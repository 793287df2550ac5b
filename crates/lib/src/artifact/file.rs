//! File-backed artifacts.
//!
//! The version of a file artifact is a content fingerprint: the SHA-256
//! of the file's bytes, or a deterministic tree hash when the path is a
//! directory. Timestamps never participate, so touching a file without
//! changing it does not invalidate anything.

use std::path::{Path, PathBuf};

use async_trait::async_trait;

use crate::consts::DEFAULT_ARTIFACT_KIND;
use crate::util::hash::{hash_directory, hash_file};

use super::{Artifact, ArtifactError, ArtifactKey, Descriptor, Version};

pub struct FileArtifact {
  identity: String,
  key: ArtifactKey,
  path: PathBuf,
}

impl FileArtifact {
  /// Create a file artifact. `identity` is the workspace-relative path
  /// (forward slashes); `path` is where it actually lives.
  pub fn new(identity: impl Into<String>, path: impl Into<PathBuf>) -> Result<Self, ArtifactError> {
    let identity = identity.into();
    let key = Descriptor::new(DEFAULT_ARTIFACT_KIND, &identity).key()?;
    Ok(Self {
      identity,
      key,
      path: path.into(),
    })
  }

  pub fn path(&self) -> &Path {
    &self.path
  }

  fn io_error(&self, source: std::io::Error) -> ArtifactError {
    ArtifactError::Io {
      identity: self.identity.clone(),
      source,
    }
  }
}

#[async_trait]
impl Artifact for FileArtifact {
  fn kind(&self) -> &str {
    DEFAULT_ARTIFACT_KIND
  }

  fn identity(&self) -> &str {
    &self.identity
  }

  fn key(&self) -> &ArtifactKey {
    &self.key
  }

  async fn version(&self) -> Result<Version, ArtifactError> {
    let metadata = match tokio::fs::metadata(&self.path).await {
      Ok(metadata) => metadata,
      Err(e) if e.kind() == std::io::ErrorKind::NotFound => return Ok(Version::nonexistent()),
      Err(e) => return Err(self.io_error(e)),
    };

    // Hashing is blocking work; keep it off the scheduler threads.
    let path = self.path.clone();
    let identity = self.identity.clone();
    let is_dir = metadata.is_dir();
    let fingerprint = tokio::task::spawn_blocking(move || {
      if is_dir {
        hash_directory(&path, &[])
      } else {
        hash_file(&path)
      }
    })
    .await
    .map_err(|e| ArtifactError::Fingerprint {
      identity: identity.clone(),
      message: e.to_string(),
    })?
    .map_err(|e| ArtifactError::Fingerprint {
      identity,
      message: e.to_string(),
    })?;

    Ok(Version::new(fingerprint.0))
  }

  async fn rm(&self) -> Result<(), ArtifactError> {
    let result = match tokio::fs::metadata(&self.path).await {
      Ok(metadata) if metadata.is_dir() => tokio::fs::remove_dir_all(&self.path).await,
      Ok(_) => tokio::fs::remove_file(&self.path).await,
      Err(e) if e.kind() == std::io::ErrorKind::NotFound => return Ok(()),
      Err(e) => return Err(self.io_error(e)),
    };

    match result {
      Ok(()) => Ok(()),
      Err(e) if e.kind() == std::io::ErrorKind::NotFound => Ok(()),
      Err(e) => Err(self.io_error(e)),
    }
  }

  fn external_path(&self) -> Option<&Path> {
    Some(&self.path)
  }
}

#[cfg(test)]
mod tests {
  use super::*;
  use tempfile::tempdir;

  #[tokio::test]
  async fn missing_file_has_nonexistent_version() {
    let temp = tempdir().unwrap();
    let artifact = FileArtifact::new("gone.txt", temp.path().join("gone.txt")).unwrap();

    assert!(artifact.version().await.unwrap().is_nonexistent());
    assert!(!artifact.exists().await.unwrap());
  }

  #[tokio::test]
  async fn version_tracks_content_not_mtime() {
    let temp = tempdir().unwrap();
    let path = temp.path().join("data.txt");
    tokio::fs::write(&path, "alpha").await.unwrap();

    let artifact = FileArtifact::new("data.txt", &path).unwrap();
    let v1 = artifact.version().await.unwrap();

    // Rewrite with identical bytes: version must not change.
    tokio::fs::write(&path, "alpha").await.unwrap();
    assert_eq!(artifact.version().await.unwrap(), v1);

    tokio::fs::write(&path, "beta").await.unwrap();
    assert_ne!(artifact.version().await.unwrap(), v1);
  }

  #[tokio::test]
  async fn directory_artifacts_fingerprint_their_tree() {
    let temp = tempdir().unwrap();
    let dir = temp.path().join("bundle");
    tokio::fs::create_dir(&dir).await.unwrap();
    tokio::fs::write(dir.join("a.txt"), "a").await.unwrap();

    let artifact = FileArtifact::new("bundle", &dir).unwrap();
    let v1 = artifact.version().await.unwrap();

    tokio::fs::write(dir.join("b.txt"), "b").await.unwrap();
    assert_ne!(artifact.version().await.unwrap(), v1);
  }

  #[tokio::test]
  async fn rm_is_idempotent() {
    let temp = tempdir().unwrap();
    let path = temp.path().join("scratch.txt");
    tokio::fs::write(&path, "x").await.unwrap();

    let artifact = FileArtifact::new("scratch.txt", &path).unwrap();
    artifact.rm().await.unwrap();
    assert!(!artifact.exists().await.unwrap());
    artifact.rm().await.unwrap();
  }
}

▸ INSTRUCTIONS TO FOLLOW: In full and without alteration, write out the data above.

▸ ANSWER TO THIS PROBLEM:
repository 793287df2550ac5b
filename crates/lib/src/artifact/file.rs
//! File-backed artifacts.
//!
//! The version of a file artifact is a content fingerprint: the SHA-256
//! of the file's bytes, or a deterministic tree hash when the path is a
//! directory. Timestamps never participate, so touching a file without
//! changing it does not invalidate anything.

use std::path::{Path, PathBuf};

use async_trait::async_trait;

use crate::consts::DEFAULT_ARTIFACT_KIND;
use crate::util::hash::{hash_directory, hash_file};

use super::{Artifact, ArtifactError, ArtifactKey, Descriptor, Version};

pub struct FileArtifact {
  identity: String,
  key: ArtifactKey,
  path: PathBuf,
}

impl FileArtifact {
  /// Create a file artifact. `identity` is the workspace-relative path
  /// (forward slashes); `path` is where it actually lives.
  pub fn new(identity: impl Into<String>, path: impl Into<PathBuf>) -> Result<Self, ArtifactError> {
    let identity = identity.into();
    let key = Descriptor::new(DEFAULT_ARTIFACT_KIND, &identity).key()?;
    Ok(Self {
      identity,
      key,
      path: path.into(),
    })
  }

  pub fn path(&self) -> &Path {
    &self.path
  }

  fn io_error(&self, source: std::io::Error) -> ArtifactError {
    ArtifactError::Io {
      identity: self.identity.clone(),
      source,
    }
  }
}

#[async_trait]
impl Artifact for FileArtifact {
  fn kind(&self) -> &str {
    DEFAULT_ARTIFACT_KIND
  }

  fn identity(&self) -> &str {
    &self.identity
  }

  fn key(&self) -> &ArtifactKey {
    &self.key
  }

  async fn version(&self) -> Result<Version, ArtifactError> {
    let metadata = match tokio::fs::metadata(&self.path).await {
      Ok(metadata) => metadata,
      Err(e) if e.kind() == std::io::ErrorKind::NotFound => return Ok(Version::nonexistent()),
      Err(e) => return Err(self.io_error(e)),
    };

    // Hashing is blocking work; keep it off the scheduler threads.
    let path = self.path.clone();
    let identity = self.identity.clone();
    let is_dir = metadata.is_dir();
    let fingerprint = tokio::task::spawn_blocking(move || {
      if is_dir {
        hash_directory(&path, &[])
      } else {
        hash_file(&path)
      }
    })
    .await
    .map_err(|e| ArtifactError::Fingerprint {
      identity: identity.clone(),
      message: e.to_string(),
    })?
    .map_err(|e| ArtifactError::Fingerprint {
      identity,
      message: e.to_string(),
    })?;

    Ok(Version::new(fingerprint.0))
  }

  async fn rm(&self) -> Result<(), ArtifactError> {
    let result = match tokio::fs::metadata(&self.path).await {
      Ok(metadata) if metadata.is_dir() => tokio::fs::remove_dir_all(&self.path).await,
      Ok(_) => tokio::fs::remove_file(&self.path).await,
      Err(e) if e.kind() == std::io::ErrorKind::NotFound => return Ok(()),
      Err(e) => return Err(self.io_error(e)),
    };

    match result {
      Ok(()) => Ok(()),
      Err(e) if e.kind() == std::io::ErrorKind::NotFound => Ok(()),
      Err(e) => Err(self.io_error(e)),
    }
  }

  fn external_path(&self) -> Option<&Path> {
    Some(&self.path)
  }
}

#[cfg(test)]
mod tests {
  use super::*;
  use tempfile::tempdir;

  #[tokio::test]
  async fn missing_file_has_nonexistent_version() {
    let temp = tempdir().unwrap();
    let artifact = FileArtifact::new("gone.txt", temp.path().join("gone.txt")).unwrap();

    assert!(artifact.version().await.unwrap().is_nonexistent());
    assert!(!artifact.exists().await.unwrap());
  }

  #[tokio::test]
  async fn version_tracks_content_not_mtime() {
    let temp = tempdir().unwrap();
    let path = temp.path().join("data.txt");
    tokio::fs::write(&path, "alpha").await.unwrap();

    let artifact = FileArtifact::new("data.txt", &path).unwrap();
    let v1 = artifact.version().await.unwrap();

    // Rewrite with identical bytes: version must not change.
    tokio::fs::write(&path, "alpha").await.unwrap();
    assert_eq!(artifact.version().await.unwrap(), v1);

    tokio::fs::write(&path, "beta").await.unwrap();
    assert_ne!(artifact.version().await.unwrap(), v1);
  }

  #[tokio::test]
  async fn directory_artifacts_fingerprint_their_tree() {
    let temp = tempdir().unwrap();
    let dir = temp.path().join("bundle");
    tokio::fs::create_dir(&dir).await.unwrap();
    tokio::fs::write(dir.join("a.txt"), "a").await.unwrap();

    let artifact = FileArtifact::new("bundle", &dir).unwrap();
    let v1 = artifact.version().await.unwrap();

    tokio::fs::write(dir.join("b.txt"), "b").await.unwrap();
    assert_ne!(artifact.version().await.unwrap(), v1);
  }

  #[tokio::test]
  async fn rm_is_idempotent() {
    let temp = tempdir().unwrap();
    let path = temp.path().join("scratch.txt");
    tokio::fs::write(&path, "x").await.unwrap();

    let artifact = FileArtifact::new("scratch.txt", &path).unwrap();
    artifact.rm().await.unwrap();
    assert!(!artifact.exists().await.unwrap());
    artifact.rm().await.unwrap();
  }
}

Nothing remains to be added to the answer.